*** Opening of STUDY MATERIAL ***
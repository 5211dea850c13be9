use anyhow::Result;
use std::{collections::BTreeMap as Map, path::Path};

use crate::models::{
    Container, ContainerId, ContainerName, ContainerSpec, Declaration, Image, ImageId, ImageName,
    ImageSpec, RestartPolicy,
};

pub trait DeclarationFrontend {
    fn declaration<P: AsRef<Path>>(&mut self, declaration_path: P) -> Result<Declaration>;
}

/// A thin client over a container engine.
pub trait ContainerBackend {
    fn get_image(&mut self, name: &ImageName) -> Result<Option<Image>>;

    /// Builds `image_spec` from a tar archive of its build context.
    fn build_image(
        &mut self,
        image_spec: &ImageSpec,
        context_archive: &Path,
        labels: &Map<String, String>,
    ) -> Result<ImageId>;

    /// Looks up a container by name or id, regardless of who created it.
    fn get_container(&mut self, name: &str) -> Result<Option<Container>>;

    fn list_containers(
        &mut self,
        labels: Vec<(&str, &str)>,
    ) -> Result<Map<ContainerName, Container>>;

    fn create_container(&mut self, container_spec: ContainerSpec) -> Result<ContainerId>;

    fn start_container(&mut self, id: &ContainerId) -> Result<()>;

    fn stop_container(&mut self, id: &ContainerId, timeout: u32) -> Result<()>;

    fn remove_container(&mut self, id: &ContainerId, remove_volumes: bool) -> Result<()>;

    fn update_restart_policy(&mut self, id: &ContainerId, policy: RestartPolicy) -> Result<()>;
}
//! Build contexts: the files sent to the engine for an image build.
//!
//! A context is walked the way the engine itself would see it, honoring
//! `.dockerignore` but not `.gitignore`. The same walk feeds both the
//! content digest stored on built images and the tar archive handed to
//! the engine.

use anyhow::Result;
use ignore::WalkBuilder;
use number_prefix::NumberPrefix;
use std::{
    fs::{self, File, OpenOptions},
    io,
    path::{Path, PathBuf},
};
use tar::Builder as TarBuilder;
use tempfile::TempDir;

use crate::{
    error::{build_failure, ProvisionError},
    models::ImageSpec,
};

#[derive(Copy, Clone, PartialEq)]
enum Kind {
    Dir,
    Symlink,
    File,
}

struct Entry {
    path: PathBuf,
    relative: PathBuf,
    kind: Kind,
}

fn build_error(spec: &ImageSpec, reason: String) -> anyhow::Error {
    ProvisionError::Build {
        image: spec.name.0.clone(),
        reason,
    }
    .into()
}

fn walk(spec: &ImageSpec) -> Result<Vec<Entry>> {
    if !spec.context.is_dir() {
        return Err(build_error(
            spec,
            format!(
                "build context {} does not exist or is not a directory",
                spec.context.display()
            ),
        ));
    }

    if !spec.context.join(&spec.dockerfile).is_file() {
        return Err(build_error(
            spec,
            format!(
                "{} not found in build context {}",
                spec.dockerfile.display(),
                spec.context.display()
            ),
        ));
    }

    let walk = WalkBuilder::new(&spec.context)
        .add_custom_ignore_filename(".dockerignore")
        .ignore(false)
        .git_global(false)
        .git_ignore(false)
        .git_exclude(false)
        .parents(false)
        .hidden(false)
        .build();

    let mut entries = Vec::new();
    for result in walk {
        let result = result?;
        let relative = result.path().strip_prefix(&spec.context)?.to_path_buf();
        if relative.as_os_str().is_empty() {
            continue;
        }

        // Links are never followed, the engine stores them as links.
        let kind = match result.file_type() {
            Some(t) if t.is_symlink() => Kind::Symlink,
            Some(t) if t.is_dir() => Kind::Dir,
            _ => Kind::File,
        };
        entries.push(Entry {
            path: result.path().to_path_buf(),
            relative,
            kind,
        });
    }

    entries.sort_by(|a, b| a.relative.cmp(&b.relative));
    Ok(entries)
}

/// Content digest of the build context. Changes whenever a file that would
/// be sent to the engine is added, removed, renamed or edited.
pub fn digest(spec: &ImageSpec) -> Result<String> {
    digest_entries(spec).map_err(|err| build_failure(&spec.name.0, err))
}

fn digest_entries(spec: &ImageSpec) -> Result<String> {
    let mut hasher = blake3::Hasher::new();
    hasher.update(spec.dockerfile.to_string_lossy().as_bytes());

    for entry in walk(spec)? {
        hasher.update(&[0]);
        hasher.update(entry.relative.to_string_lossy().as_bytes());
        match entry.kind {
            Kind::Dir => {
                hasher.update(b"/");
            }
            Kind::Symlink => {
                let target = fs::read_link(&entry.path)?;
                hasher.update(b"@");
                hasher.update(target.to_string_lossy().as_bytes());
            }
            Kind::File => {
                hasher.update(&[0]);
                let mut file = File::open(&entry.path)?;
                io::copy(&mut file, &mut hasher)?;
            }
        }
    }

    Ok(hasher.finalize().to_hex().to_string())
}

/// A tar archive of a build context, deleted when dropped.
#[derive(Debug)]
pub struct ContextArchive {
    dir: TempDir,
    path: PathBuf,
    pub size: u64,
}

impl ContextArchive {
    pub fn path(&self) -> &Path {
        &self.path
    }

    pub fn close(self) -> Result<()> {
        self.dir.close()?;
        Ok(())
    }
}

pub fn archive(spec: &ImageSpec) -> Result<ContextArchive> {
    write_archive(spec).map_err(|err| build_failure(&spec.name.0, err))
}

fn write_archive(spec: &ImageSpec) -> Result<ContextArchive> {
    let entries = walk(spec)?;

    let dir = TempDir::new()?;
    let path = dir.path().join("context.tar");
    let file = {
        let mut options = OpenOptions::new();
        #[cfg(unix)]
        {
            use std::os::unix::fs::OpenOptionsExt;
            options.mode(0o600);
        }
        options.write(true).create(true).open(&path)?
    };

    let mut tar = TarBuilder::new(file);
    tar.follow_symlinks(false);
    let mut size = 0;
    for entry in entries.iter() {
        tar.append_path_with_name(&entry.path, &entry.relative)?;
        if entry.kind == Kind::File {
            size += entry.path.metadata()?.len();
        }
    }
    tar.finish()?;

    match NumberPrefix::binary(size as f32) {
        NumberPrefix::Standalone(bytes) => println!("Archived build context ({} bytes)", bytes),
        NumberPrefix::Prefixed(prefix, n) => {
            println!("Archived build context ({:.1} {}B)", n, prefix)
        }
    };

    Ok(ContextArchive { dir, path, size })
}
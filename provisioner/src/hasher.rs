use anyhow::Result;
use blake3;
use serde::Serialize;

/// Hex encoded blake3 digest of the JSON encoding of `value`. The bytes do
/// not depend on the compiler or target.
pub fn digest<T: Serialize>(value: &T) -> Result<String> {
    let mut hasher = blake3::Hasher::new();
    serde_json::to_writer(&mut hasher, value)?;
    Ok(hasher.finalize().to_hex().to_string())
}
*** Close of STUDY MATERIAL ***
Begin at the top of the listing above and set down each line exactly. Stop after the line that contains "fn get_image(&mut self, name: &ImageName)".

TASK RESPONSE:
repository 5211dea850c13be9
use anyhow::Result;
use std::{collections::BTreeMap as Map, path::Path};

use crate::models::{
    Container, ContainerId, ContainerName, ContainerSpec, Declaration, Image, ImageId, ImageName,
    ImageSpec, RestartPolicy,
};

pub trait DeclarationFrontend {
    fn declaration<P: AsRef<Path>>(&mut self, declaration_path: P) -> Result<Declaration>;
}

/// A thin client over a container engine.
pub trait ContainerBackend {
    fn get_image(&mut self, name: &ImageName) -> Result<Option<Image>>;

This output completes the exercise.